Stored items:
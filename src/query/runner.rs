//! Runs SQL files on an open warehouse session.
//!
//! Provides isolated query execution that can be tested independently
//! of the pipeline.

use std::collections::BTreeMap;
use std::path::Path;

use tracing::debug;

use super::template::build_statement;
use crate::config::ParamValue;
use crate::error::{AppError, Result};
use crate::warehouse::{QueryResult, WarehouseClient};

/// Executes SQL files against one session.
pub struct QueryRunner<'a> {
    warehouse: &'a dyn WarehouseClient,
}

impl<'a> QueryRunner<'a> {
    /// Creates a runner bound to an open session.
    pub fn new(warehouse: &'a dyn WarehouseClient) -> Self {
        Self { warehouse }
    }

    /// Reads a SQL file and turns it into the statement to execute.
    pub async fn prepare(
        path: &Path,
        cond: Option<&str>,
        params: &BTreeMap<String, ParamValue>,
    ) -> Result<String> {
        let text = tokio::fs::read_to_string(path).await.map_err(|e| {
            AppError::io(format!("Failed to read SQL file {}: {e}", path.display()))
        })?;

        build_statement(&text, cond, params).map_err(|e| match e {
            AppError::Template(msg) => {
                AppError::template(format!("{}: {msg}", path.display()))
            }
            other => other,
        })
    }

    /// Reads, renders and executes a SQL file, returning the full result set.
    pub async fn run(
        &self,
        path: &Path,
        cond: Option<&str>,
        params: &BTreeMap<String, ParamValue>,
    ) -> Result<QueryResult> {
        let sql = Self::prepare(path, cond, params).await?;
        debug!("Executing {} ({} bytes)", path.display(), sql.len());

        let result = self.warehouse.execute_query(&sql).await?;
        debug!(
            "{} returned {} rows in {:?}",
            path.display(),
            result.row_count(),
            result.execution_time
        );
        Ok(result)
    }
}

#[cfg(test)]
mod tests {
    use super::*;
    use crate::warehouse::{ColumnInfo, MockWarehouseClient, Value};
    use std::io::Write;
    use tempfile::NamedTempFile;

    fn sql_file(text: &str) -> NamedTempFile {
        let mut file = NamedTempFile::new().unwrap();
        file.write_all(text.as_bytes()).unwrap();
        file
    }

    #[tokio::test]
    async fn test_run_executes_rendered_sql() {
        let file = sql_file("SELECT id FROM orders WHERE day = '{day}';");
        let result = QueryResult::with_data(
            vec![ColumnInfo::new("ID", "fixed")],
            vec![vec![Value::Int(1)], vec![Value::Int(2)]],
        );
        let warehouse = MockWarehouseClient::new().with_result("FROM orders", result);
        let params = BTreeMap::from([("day".to_string(), ParamValue::from("2024-03-05"))]);

        let got = QueryRunner::new(&warehouse)
            .run(file.path(), Some(" AND store = 4;"), &params)
            .await
            .unwrap();

        assert_eq!(got.row_count(), 2);
        assert_eq!(
            warehouse.executed(),
            vec!["SELECT id FROM orders WHERE day = '2024-03-05' AND store = 4;".to_string()]
        );
    }

    #[tokio::test]
    async fn test_missing_file_is_io_error() {
        let warehouse = MockWarehouseClient::new();
        let err = QueryRunner::new(&warehouse)
            .run(Path::new("/nonexistent/q.sql"), None, &BTreeMap::new())
            .await
            .unwrap_err();
        assert!(matches!(err, AppError::Io(_)));
        assert!(warehouse.executed().is_empty());
    }

    #[tokio::test]
    async fn test_unresolved_placeholder_is_not_executed() {
        let file = sql_file("SELECT * FROM t WHERE a = {a} AND b = {b};");
        let warehouse = MockWarehouseClient::new();
        let params = BTreeMap::from([("a".to_string(), ParamValue::Int(1))]);

        let err = QueryRunner::new(&warehouse)
            .run(file.path(), None, &params)
            .await
            .unwrap_err();

        assert!(matches!(err, AppError::Template(_)));
        assert!(err.to_string().contains("{b}"));
        assert!(warehouse.executed().is_empty());
    }

    #[tokio::test]
    async fn test_execution_error_propagates() {
        let file = sql_file("SELECT * FROM missing_table;");
        let warehouse = MockWarehouseClient::new()
            .with_error("missing_table", "Object 'MISSING_TABLE' does not exist");

        let err = QueryRunner::new(&warehouse)
            .run(file.path(), None, &BTreeMap::new())
            .await
            .unwrap_err();
        assert!(matches!(err, AppError::Execution(_)));
    }
}
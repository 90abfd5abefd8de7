//! Integration tests for snow-sheets.

pub mod config_test;
pub mod pipeline_test;
pub mod snowflake_test;
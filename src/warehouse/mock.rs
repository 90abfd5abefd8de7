//! Mock warehouse for testing.
//!
//! Provides scripted in-memory doubles for the warehouse session and the
//! connector used by the login retrier.

use super::{Connector, QueryResult, WarehouseClient, WarehouseCredentials};
use crate::error::{AppError, Result};
use async_trait::async_trait;
use std::collections::VecDeque;
use std::sync::Mutex;

/// A mock session that answers queries from a list of canned responses.
///
/// A response is selected by the first registered fragment contained in the
/// SQL text. Unmatched statements return an empty result.
pub struct MockWarehouseClient {
    user: String,
    responses: Vec<(String, std::result::Result<QueryResult, String>)>,
    executed: Mutex<Vec<String>>,
}

impl MockWarehouseClient {
    /// Creates a mock session with no canned responses.
    pub fn new() -> Self {
        Self {
            user: "mock".to_string(),
            responses: Vec::new(),
            executed: Mutex::new(Vec::new()),
        }
    }

    /// Sets the login name reported by the session.
    pub fn with_user(mut self, user: impl Into<String>) -> Self {
        self.user = user.into();
        self
    }

    /// Returns `result` for statements containing `fragment`.
    pub fn with_result(mut self, fragment: impl Into<String>, result: QueryResult) -> Self {
        self.responses.push((fragment.into(), Ok(result)));
        self
    }

    /// Fails statements containing `fragment` with an execution error.
    pub fn with_error(mut self, fragment: impl Into<String>, message: impl Into<String>) -> Self {
        self.responses.push((fragment.into(), Err(message.into())));
        self
    }

    /// Statements executed so far, in order.
    pub fn executed(&self) -> Vec<String> {
        self.executed
            .lock()
            .map(|e| e.clone())
            .unwrap_or_default()
    }
}

impl Default for MockWarehouseClient {
    fn default() -> Self {
        Self::new()
    }
}

#[async_trait]
impl WarehouseClient for MockWarehouseClient {
    fn user(&self) -> &str {
        &self.user
    }

    async fn execute_query(&self, sql: &str) -> Result<QueryResult> {
        if let Ok(mut executed) = self.executed.lock() {
            executed.push(sql.to_string());
        }

        match self
            .responses
            .iter()
            .find(|(fragment, _)| sql.contains(fragment.as_str()))
        {
            Some((_, Ok(result))) => Ok(result.clone()),
            Some((_, Err(message))) => Err(AppError::execution(message.clone())),
            None => Ok(QueryResult::new()),
        }
    }

    async fn close(&self) -> Result<()> {
        Ok(())
    }
}

/// A connector that plays back a script of login outcomes.
///
/// Each attempt consumes one entry: `Ok(())` opens a [`MockWarehouseClient`],
/// `Err(message)` fails with an authentication error. Attempts past the end
/// of the script fail.
pub struct MockConnector {
    script: Mutex<VecDeque<std::result::Result<(), String>>>,
    passcodes: Mutex<Vec<Option<String>>>,
}

impl MockConnector {
    /// Creates a connector that plays back `script`.
    pub fn new(script: Vec<std::result::Result<(), String>>) -> Self {
        Self {
            script: Mutex::new(script.into()),
            passcodes: Mutex::new(Vec::new()),
        }
    }

    /// A connector whose every attempt fails with `message`.
    pub fn always_failing(message: impl Into<String>) -> Self {
        let message = message.into();
        Self::new(vec![Err(message.clone()), Err(message.clone()), Err(message)])
    }

    /// Number of login attempts made so far.
    pub fn attempts(&self) -> usize {
        self.passcodes.lock().map(|p| p.len()).unwrap_or_default()
    }

    /// Passcodes received, one entry per attempt.
    pub fn passcodes(&self) -> Vec<Option<String>> {
        self.passcodes
            .lock()
            .map(|p| p.clone())
            .unwrap_or_default()
    }
}

#[async_trait]
impl Connector for MockConnector {
    async fn connect(
        &self,
        credentials: &WarehouseCredentials,
        passcode: Option<&str>,
    ) -> Result<Box<dyn WarehouseClient>> {
        if let Ok(mut passcodes) = self.passcodes.lock() {
            passcodes.push(passcode.map(String::from));
        }

        let next = self
            .script
            .lock()
            .ok()
            .and_then(|mut script| script.pop_front())
            .unwrap_or_else(|| Err("no scripted login outcome left".to_string()));

        match next {
            Ok(()) => Ok(Box::new(
                MockWarehouseClient::new().with_user(credentials.user.clone()),
            )),
            Err(message) => Err(AppError::auth(message)),
        }
    }
}
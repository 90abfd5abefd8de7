//! Query result types for snow-sheets.
//!
//! Defines the structures used to represent result sets fetched from the warehouse.

use chrono::{NaiveDate, NaiveDateTime, NaiveTime};
use rust_decimal::Decimal;
use std::fmt;
use std::time::Duration;

/// Represents the result of executing a SQL query.
#[derive(Debug, Clone, Default, PartialEq)]
pub struct QueryResult {
    /// Column metadata for the result set.
    pub columns: Vec<ColumnInfo>,

    /// Rows of data.
    pub rows: Vec<Row>,

    /// Time taken to execute the query and download every chunk.
    pub execution_time: Duration,
}

impl QueryResult {
    /// Creates a new empty query result.
    pub fn new() -> Self {
        Self::default()
    }

    /// Creates a query result with the given columns and rows.
    pub fn with_data(columns: Vec<ColumnInfo>, rows: Vec<Row>) -> Self {
        Self {
            columns,
            rows,
            execution_time: Duration::ZERO,
        }
    }

    /// Sets the execution time.
    pub fn with_execution_time(mut self, duration: Duration) -> Self {
        self.execution_time = duration;
        self
    }

    /// Number of data rows.
    pub fn row_count(&self) -> usize {
        self.rows.len()
    }

    /// Returns true if the result set is empty.
    pub fn is_empty(&self) -> bool {
        self.rows.is_empty()
    }

    /// Column names in order.
    pub fn column_names(&self) -> Vec<&str> {
        self.columns.iter().map(|c| c.name.as_str()).collect()
    }
}

/// Metadata about a column in a result set.
#[derive(Debug, Clone, Default, PartialEq, Eq)]
pub struct ColumnInfo {
    /// Column name.
    pub name: String,

    /// Warehouse data type (e.g. `fixed`, `text`, `timestamp_ntz`).
    pub data_type: String,
}

impl ColumnInfo {
    /// Creates a new column info with the given name and type.
    pub fn new(name: impl Into<String>, data_type: impl Into<String>) -> Self {
        Self {
            name: name.into(),
            data_type: data_type.into(),
        }
    }
}

/// A row of data from a query result.
pub type Row = Vec<Value>;

/// A single cell as returned by the warehouse.
#[derive(Debug, Clone, Default, PartialEq)]
pub enum Value {
    /// NULL value.
    #[default]
    Null,

    /// Boolean value.
    Bool(bool),

    /// Signed integer (up to i64).
    Int(i64),

    /// Floating point number.
    Float(f64),

    /// Fixed-point number with a non-zero scale, or one too wide for i64.
    Decimal(Decimal),

    /// Text/string value.
    String(String),

    /// Binary data.
    Bytes(Vec<u8>),

    /// Calendar date without time.
    Date(NaiveDate),

    /// Wall-clock time without date.
    Time(NaiveTime),

    /// Combined date and time (wall clock; any zone offset already applied).
    Timestamp(NaiveDateTime),
}

impl Value {
    /// Returns true if this value is NULL.
    pub fn is_null(&self) -> bool {
        matches!(self, Value::Null)
    }

    /// Attempts to convert the value to a string representation.
    pub fn to_display_string(&self) -> String {
        match self {
            Value::Null => "NULL".to_string(),
            Value::Bool(b) => b.to_string(),
            Value::Int(i) => i.to_string(),
            Value::Float(f) => f.to_string(),
            Value::Decimal(d) => d.to_string(),
            Value::String(s) => s.clone(),
            Value::Bytes(b) => hex::encode(b),
            Value::Date(d) => d.to_string(),
            Value::Time(t) => t.to_string(),
            Value::Timestamp(ts) => ts.to_string(),
        }
    }
}

impl fmt::Display for Value {
    fn fmt(&self, f: &mut fmt::Formatter<'_>) -> fmt::Result {
        write!(f, "{}", self.to_display_string())
    }
}

// Conversion implementations for common types
impl From<bool> for Value {
    fn from(v: bool) -> Self {
        Value::Bool(v)
    }
}

impl From<i32> for Value {
    fn from(v: i32) -> Self {
        Value::Int(v as i64)
    }
}

impl From<i64> for Value {
    fn from(v: i64) -> Self {
        Value::Int(v)
    }
}

impl From<f64> for Value {
    fn from(v: f64) -> Self {
        Value::Float(v)
    }
}

impl From<Decimal> for Value {
    fn from(v: Decimal) -> Self {
        Value::Decimal(v)
    }
}

impl From<String> for Value {
    fn from(v: String) -> Self {
        Value::String(v)
    }
}

impl From<&str> for Value {
    fn from(v: &str) -> Self {
        Value::String(v.to_string())
    }
}

impl From<NaiveDate> for Value {
    fn from(v: NaiveDate) -> Self {
        Value::Date(v)
    }
}

impl From<NaiveTime> for Value {
    fn from(v: NaiveTime) -> Self {
        Value::Time(v)
    }
}

impl From<NaiveDateTime> for Value {
    fn from(v: NaiveDateTime) -> Self {
        Value::Timestamp(v)
    }
}

impl<T> From<Option<T>> for Value
where
    T: Into<Value>,
{
    fn from(v: Option<T>) -> Self {
        match v {
            Some(val) => val.into(),
            None => Value::Null,
        }
    }
}

impl From<Vec<u8>> for Value {
    fn from(v: Vec<u8>) -> Self {
        Value::Bytes(v)
    }
}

Work to be completed: Among the lines above, return those that contain the string "entry".

Solved exercise:
/// Each attempt consumes one entry: `Ok(())` opens a [`MockWarehouseClient`],
    /// Passcodes received, one entry per attempt.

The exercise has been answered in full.